[Stored items]
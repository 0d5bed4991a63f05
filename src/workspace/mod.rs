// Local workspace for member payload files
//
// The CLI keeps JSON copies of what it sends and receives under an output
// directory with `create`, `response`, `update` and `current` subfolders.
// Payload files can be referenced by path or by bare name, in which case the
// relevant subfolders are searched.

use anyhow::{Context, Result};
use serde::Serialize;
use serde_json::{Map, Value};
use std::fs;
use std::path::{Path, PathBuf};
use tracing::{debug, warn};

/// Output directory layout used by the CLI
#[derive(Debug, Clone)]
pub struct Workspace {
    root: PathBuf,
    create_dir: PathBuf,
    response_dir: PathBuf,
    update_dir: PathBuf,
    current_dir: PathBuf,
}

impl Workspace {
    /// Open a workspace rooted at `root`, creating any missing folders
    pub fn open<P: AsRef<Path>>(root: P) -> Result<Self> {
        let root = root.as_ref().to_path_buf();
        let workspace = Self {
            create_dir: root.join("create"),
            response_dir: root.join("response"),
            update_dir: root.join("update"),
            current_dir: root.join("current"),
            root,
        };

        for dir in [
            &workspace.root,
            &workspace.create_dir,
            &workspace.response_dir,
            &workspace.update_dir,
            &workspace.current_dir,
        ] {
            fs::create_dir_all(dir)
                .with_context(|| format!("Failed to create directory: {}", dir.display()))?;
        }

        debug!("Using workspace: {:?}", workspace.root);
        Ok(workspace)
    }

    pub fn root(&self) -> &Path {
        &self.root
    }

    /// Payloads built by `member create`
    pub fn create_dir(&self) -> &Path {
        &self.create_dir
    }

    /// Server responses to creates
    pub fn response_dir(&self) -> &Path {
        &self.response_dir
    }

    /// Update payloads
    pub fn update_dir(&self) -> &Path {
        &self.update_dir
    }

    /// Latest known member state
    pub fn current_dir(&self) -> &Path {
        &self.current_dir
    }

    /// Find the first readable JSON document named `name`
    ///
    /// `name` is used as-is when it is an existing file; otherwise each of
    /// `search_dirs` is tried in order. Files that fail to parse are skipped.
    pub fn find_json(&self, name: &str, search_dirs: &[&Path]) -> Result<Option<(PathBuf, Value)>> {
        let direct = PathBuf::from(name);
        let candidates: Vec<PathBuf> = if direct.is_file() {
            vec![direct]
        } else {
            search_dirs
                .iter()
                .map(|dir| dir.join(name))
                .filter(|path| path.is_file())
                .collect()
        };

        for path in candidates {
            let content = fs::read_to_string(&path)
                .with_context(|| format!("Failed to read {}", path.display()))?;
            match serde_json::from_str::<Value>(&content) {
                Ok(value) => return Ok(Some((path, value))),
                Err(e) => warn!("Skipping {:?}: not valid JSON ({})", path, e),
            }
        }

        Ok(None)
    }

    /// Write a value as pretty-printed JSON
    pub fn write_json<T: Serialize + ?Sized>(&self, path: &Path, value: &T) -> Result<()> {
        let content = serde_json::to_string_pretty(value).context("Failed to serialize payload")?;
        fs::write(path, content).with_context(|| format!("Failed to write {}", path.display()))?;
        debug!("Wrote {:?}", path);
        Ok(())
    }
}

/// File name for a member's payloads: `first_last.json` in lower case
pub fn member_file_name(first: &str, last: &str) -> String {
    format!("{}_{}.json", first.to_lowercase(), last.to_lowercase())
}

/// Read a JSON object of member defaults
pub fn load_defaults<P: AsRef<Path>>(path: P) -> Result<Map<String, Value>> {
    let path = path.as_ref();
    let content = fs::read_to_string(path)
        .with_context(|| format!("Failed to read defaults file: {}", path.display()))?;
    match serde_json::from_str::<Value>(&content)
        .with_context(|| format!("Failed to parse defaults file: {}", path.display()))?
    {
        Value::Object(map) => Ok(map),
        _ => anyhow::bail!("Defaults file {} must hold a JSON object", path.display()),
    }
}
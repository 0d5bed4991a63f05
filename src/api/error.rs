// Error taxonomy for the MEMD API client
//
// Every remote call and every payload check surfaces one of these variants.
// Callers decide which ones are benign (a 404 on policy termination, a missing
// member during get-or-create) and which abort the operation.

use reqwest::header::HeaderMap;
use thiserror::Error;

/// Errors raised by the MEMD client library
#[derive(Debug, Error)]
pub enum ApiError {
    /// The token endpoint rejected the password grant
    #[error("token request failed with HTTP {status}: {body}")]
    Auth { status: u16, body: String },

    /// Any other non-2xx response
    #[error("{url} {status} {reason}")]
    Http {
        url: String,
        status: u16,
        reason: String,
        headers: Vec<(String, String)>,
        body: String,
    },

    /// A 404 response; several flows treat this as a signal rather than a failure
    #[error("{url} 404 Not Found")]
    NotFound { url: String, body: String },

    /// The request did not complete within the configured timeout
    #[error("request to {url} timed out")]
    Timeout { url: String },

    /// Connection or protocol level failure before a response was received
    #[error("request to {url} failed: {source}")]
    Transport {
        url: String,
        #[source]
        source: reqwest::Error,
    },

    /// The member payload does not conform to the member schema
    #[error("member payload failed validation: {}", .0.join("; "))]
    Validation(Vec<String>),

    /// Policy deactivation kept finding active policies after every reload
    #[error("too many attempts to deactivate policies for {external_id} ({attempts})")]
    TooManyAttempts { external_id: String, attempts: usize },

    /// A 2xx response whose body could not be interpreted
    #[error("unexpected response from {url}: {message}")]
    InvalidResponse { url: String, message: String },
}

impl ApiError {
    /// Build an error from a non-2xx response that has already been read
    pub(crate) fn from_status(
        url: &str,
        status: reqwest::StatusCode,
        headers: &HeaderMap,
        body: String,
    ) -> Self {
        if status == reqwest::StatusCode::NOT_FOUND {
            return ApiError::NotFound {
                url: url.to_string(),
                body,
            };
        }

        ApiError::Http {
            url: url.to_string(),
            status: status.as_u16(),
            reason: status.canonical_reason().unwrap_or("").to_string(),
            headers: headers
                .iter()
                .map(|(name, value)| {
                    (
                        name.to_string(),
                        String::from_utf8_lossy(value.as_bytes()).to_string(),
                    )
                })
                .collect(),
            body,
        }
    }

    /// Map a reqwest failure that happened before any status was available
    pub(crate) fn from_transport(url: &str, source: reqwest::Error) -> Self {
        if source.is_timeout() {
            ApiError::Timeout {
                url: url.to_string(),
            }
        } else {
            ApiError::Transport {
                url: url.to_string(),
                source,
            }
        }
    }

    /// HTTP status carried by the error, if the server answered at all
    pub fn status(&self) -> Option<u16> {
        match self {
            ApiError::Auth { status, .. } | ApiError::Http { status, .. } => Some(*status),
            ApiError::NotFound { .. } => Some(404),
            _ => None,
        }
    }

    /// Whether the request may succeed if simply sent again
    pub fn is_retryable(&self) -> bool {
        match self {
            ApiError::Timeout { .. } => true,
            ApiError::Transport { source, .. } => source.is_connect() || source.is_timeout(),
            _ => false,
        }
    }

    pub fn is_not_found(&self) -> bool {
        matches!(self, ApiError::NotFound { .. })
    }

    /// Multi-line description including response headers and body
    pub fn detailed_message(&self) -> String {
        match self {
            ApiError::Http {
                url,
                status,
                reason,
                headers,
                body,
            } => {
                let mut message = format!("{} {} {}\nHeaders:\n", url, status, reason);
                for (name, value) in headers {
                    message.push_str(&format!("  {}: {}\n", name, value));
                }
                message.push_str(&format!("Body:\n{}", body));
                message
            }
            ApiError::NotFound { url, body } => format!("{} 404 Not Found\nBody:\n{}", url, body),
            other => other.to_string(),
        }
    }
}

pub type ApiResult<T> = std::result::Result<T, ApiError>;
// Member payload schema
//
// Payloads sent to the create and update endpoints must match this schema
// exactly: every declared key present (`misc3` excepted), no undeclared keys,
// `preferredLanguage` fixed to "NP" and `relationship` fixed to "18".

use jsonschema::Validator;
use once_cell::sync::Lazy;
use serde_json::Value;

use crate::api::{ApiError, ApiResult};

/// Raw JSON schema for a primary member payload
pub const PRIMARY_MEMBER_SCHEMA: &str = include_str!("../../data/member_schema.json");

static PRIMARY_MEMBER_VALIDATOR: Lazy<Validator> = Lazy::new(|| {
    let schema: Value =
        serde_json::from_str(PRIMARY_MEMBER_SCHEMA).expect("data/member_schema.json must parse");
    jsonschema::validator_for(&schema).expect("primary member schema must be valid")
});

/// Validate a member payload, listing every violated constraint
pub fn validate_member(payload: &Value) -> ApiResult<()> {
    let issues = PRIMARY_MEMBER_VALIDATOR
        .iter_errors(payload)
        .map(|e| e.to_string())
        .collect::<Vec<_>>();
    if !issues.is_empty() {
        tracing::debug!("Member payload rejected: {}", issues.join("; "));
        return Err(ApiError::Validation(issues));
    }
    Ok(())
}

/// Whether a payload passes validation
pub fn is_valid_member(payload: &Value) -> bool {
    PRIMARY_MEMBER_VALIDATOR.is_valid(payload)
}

## EXERCISE AIM
Your answer should be all lines from the data that contain "AsRef".

## ANSWER BOX
    pub fn open<P: AsRef<Path>>(root: P) -> Result<Self> {
pub fn load_defaults<P: AsRef<Path>>(path: P) -> Result<Map<String, Value>> {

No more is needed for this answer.